BEGIN Supplied data
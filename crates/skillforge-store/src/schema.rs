//! Record types shared by every storage backend.
//!
//! - `SkillEntry`: everything the library knows about one skill id
//!   (Architect Specs, legacy description, reference examples)
//! - `ExperimentRecord`: one append-only row per synthesis invocation

use chrono::{DateTime, Utc};
use serde::{Deserialize, Serialize};
use uuid::Uuid;

/// Sentinel stored in `error_msg` when an invocation succeeded.
pub const NO_ERROR: &str = "None";

/// Sentinel stored in `raw_response` when the LLM never answered.
pub const LLM_FAILURE_SENTINEL: &str = "LLM invocation failure";

/// A structured, model-tag-scoped instruction template for one skill.
#[derive(Debug, Clone, PartialEq, Eq, Serialize, Deserialize)]
pub struct ArchitectSpec {
    /// Model tag this spec was authored for (matched against the active model).
    pub model_tag: String,
    /// Spec body embedded verbatim into the composed prompt.
    pub spec: String,
}

impl ArchitectSpec {
    pub fn new(model_tag: impl Into<String>, spec: impl Into<String>) -> Self {
        Self {
            model_tag: model_tag.into(),
            spec: spec.into(),
        }
    }
}

/// One curated (problem text, canonical answer) pair.
#[derive(Debug, Clone, PartialEq, Eq, Serialize, Deserialize)]
pub struct ReferenceExample {
    pub problem: String,
    pub answer: String,
}

impl ReferenceExample {
    pub fn new(problem: impl Into<String>, answer: impl Into<String>) -> Self {
        Self {
            problem: problem.into(),
            answer: answer.into(),
        }
    }
}

/// Library entry for a single skill id.
///
/// An absent entry and an empty entry are equivalent: composition degrades
/// to weaker instructions instead of failing.
#[derive(Debug, Clone, Default, PartialEq, Eq, Serialize, Deserialize)]
pub struct SkillEntry {
    #[serde(default)]
    pub skill_id: String,
    /// Legacy free-text description.
    #[serde(default)]
    pub description: Option<String>,
    #[serde(default)]
    pub architect_specs: Vec<ArchitectSpec>,
    /// Ordered reference examples; ordinal `i` pairs with generated variant `i`.
    #[serde(default)]
    pub examples: Vec<ReferenceExample>,
}

impl SkillEntry {
    pub fn new(skill_id: impl Into<String>) -> Self {
        Self {
            skill_id: skill_id.into(),
            ..Default::default()
        }
    }

    pub fn with_description(mut self, description: impl Into<String>) -> Self {
        self.description = Some(description.into());
        self
    }

    pub fn with_spec(mut self, spec: ArchitectSpec) -> Self {
        self.architect_specs.push(spec);
        self
    }

    pub fn with_example(mut self, example: ReferenceExample) -> Self {
        self.examples.push(example);
        self
    }

    /// The Architect Spec authored for `model_tag`, if any.
    pub fn spec_for(&self, model_tag: &str) -> Option<&ArchitectSpec> {
        self.architect_specs
            .iter()
            .find(|s| s.model_tag == model_tag)
    }
}

/// Full snapshot of one generation attempt, written exactly once per invocation.
///
/// Field names are the column names consumed by downstream analysis tooling.
#[derive(Debug, Clone, PartialEq, Serialize, Deserialize)]
pub struct ExperimentRecord {
    pub record_id: Uuid,
    pub skill_id: String,
    pub start_time: DateTime<Utc>,
    pub prompt_len: u64,
    pub code_len: u64,
    pub is_valid: bool,
    /// Exception text, or [`NO_ERROR`] on success.
    pub error_msg: String,
    /// Whether any of the three fix counters is non-zero.
    pub repaired: bool,
    pub model_name: String,
    pub provider: String,
    pub model_size_class: String,
    pub prompt_level: String,
    pub strategy: String,
    pub raw_response: String,
    pub final_code: String,
    /// SHA-256 of `final_code` (empty when no code was produced).
    pub code_digest: String,
    /// Binary proxy: 100 when the final code parses, 0 otherwise.
    pub score_syntax: u8,
    pub total_duration_ms: u64,
    pub repair_duration_ms: u64,
    pub ablation_id: u8,
    pub regex_fix_count: u32,
    pub ast_repair_count: u32,
    pub logic_fix_count: u32,
    pub prompt_tokens: u64,
    pub completion_tokens: u64,
    pub resource_cleanup: bool,
    pub example_count: u32,
    pub logic_valid: bool,
    pub artifact_path: Option<String>,
    /// One line per repair sub-pass: `<pass>: <status> (+<fixes>)`.
    #[serde(default)]
    pub repair_notes: Vec<String>,
    pub success: bool,
}

impl ExperimentRecord {
    /// A record with every measurement defaulted, as used on the failure path
    /// before any stage has produced data.
    pub fn empty(skill_id: impl Into<String>, start_time: DateTime<Utc>) -> Self {
        Self {
            record_id: Uuid::new_v4(),
            skill_id: skill_id.into(),
            start_time,
            prompt_len: 0,
            code_len: 0,
            is_valid: false,
            error_msg: NO_ERROR.to_string(),
            repaired: false,
            model_name: String::new(),
            provider: String::new(),
            model_size_class: String::new(),
            prompt_level: String::new(),
            strategy: String::new(),
            raw_response: LLM_FAILURE_SENTINEL.to_string(),
            final_code: String::new(),
            code_digest: String::new(),
            score_syntax: 0,
            total_duration_ms: 0,
            repair_duration_ms: 0,
            ablation_id: 1,
            regex_fix_count: 0,
            ast_repair_count: 0,
            logic_fix_count: 0,
            prompt_tokens: 0,
            completion_tokens: 0,
            resource_cleanup: false,
            example_count: 0,
            logic_valid: false,
            artifact_path: None,
            repair_notes: Vec::new(),
            success: false,
        }
    }
}

#[cfg(test)]
mod tests {
    use super::*;

    #[test]
    fn spec_for_matches_model_tag_only() {
        let entry = SkillEntry::new("jh_fraction_add")
            .with_spec(ArchitectSpec::new("local_14b", "small model spec"))
            .with_spec(ArchitectSpec::new("cloud_pro", "cloud spec"));

        assert_eq!(entry.spec_for("cloud_pro").unwrap().spec, "cloud spec");
        assert!(entry.spec_for("edge_7b").is_none());
    }

    #[test]
    fn entry_decodes_with_missing_sections() {
        let entry: SkillEntry =
            serde_json::from_str(r#"{"skill_id": "jh_area", "description": "area"}"#)
                .expect("decode");
        assert!(entry.architect_specs.is_empty());
        assert!(entry.examples.is_empty());
        assert_eq!(entry.description.as_deref(), Some("area"));
    }

    #[test]
    fn empty_record_uses_failure_defaults() {
        let record = ExperimentRecord::empty("jh_area", Utc::now());
        assert_eq!(record.code_len, 0);
        assert!(!record.is_valid);
        assert_eq!(record.raw_response, LLM_FAILURE_SENTINEL);
        assert_eq!(record.score_syntax, 0);
        assert!(!record.success);
    }

    #[test]
    fn record_json_has_analysis_columns() {
        let record = ExperimentRecord::empty("jh_area", Utc::now());
        let v = serde_json::to_value(&record).expect("serialize");
        let obj = v.as_object().expect("object");
        for key in [
            "skill_id",
            "start_time",
            "prompt_len",
            "code_len",
            "is_valid",
            "error_msg",
            "repaired",
            "model_size_class",
            "prompt_level",
            "raw_response",
            "final_code",
            "score_syntax",
            "repair_duration_ms",
            "ablation_id",
            "regex_fix_count",
            "ast_repair_count",
            "logic_fix_count",
            "prompt_tokens",
            "completion_tokens",
            "resource_cleanup",
        ] {
            assert!(obj.contains_key(key), "missing key: {}", key);
        }
    }
}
END Supplied data
= Required action =
Which lines above include the string "provider"? Show them.

= Problem solution =
    pub provider: String,
            provider: String::new(),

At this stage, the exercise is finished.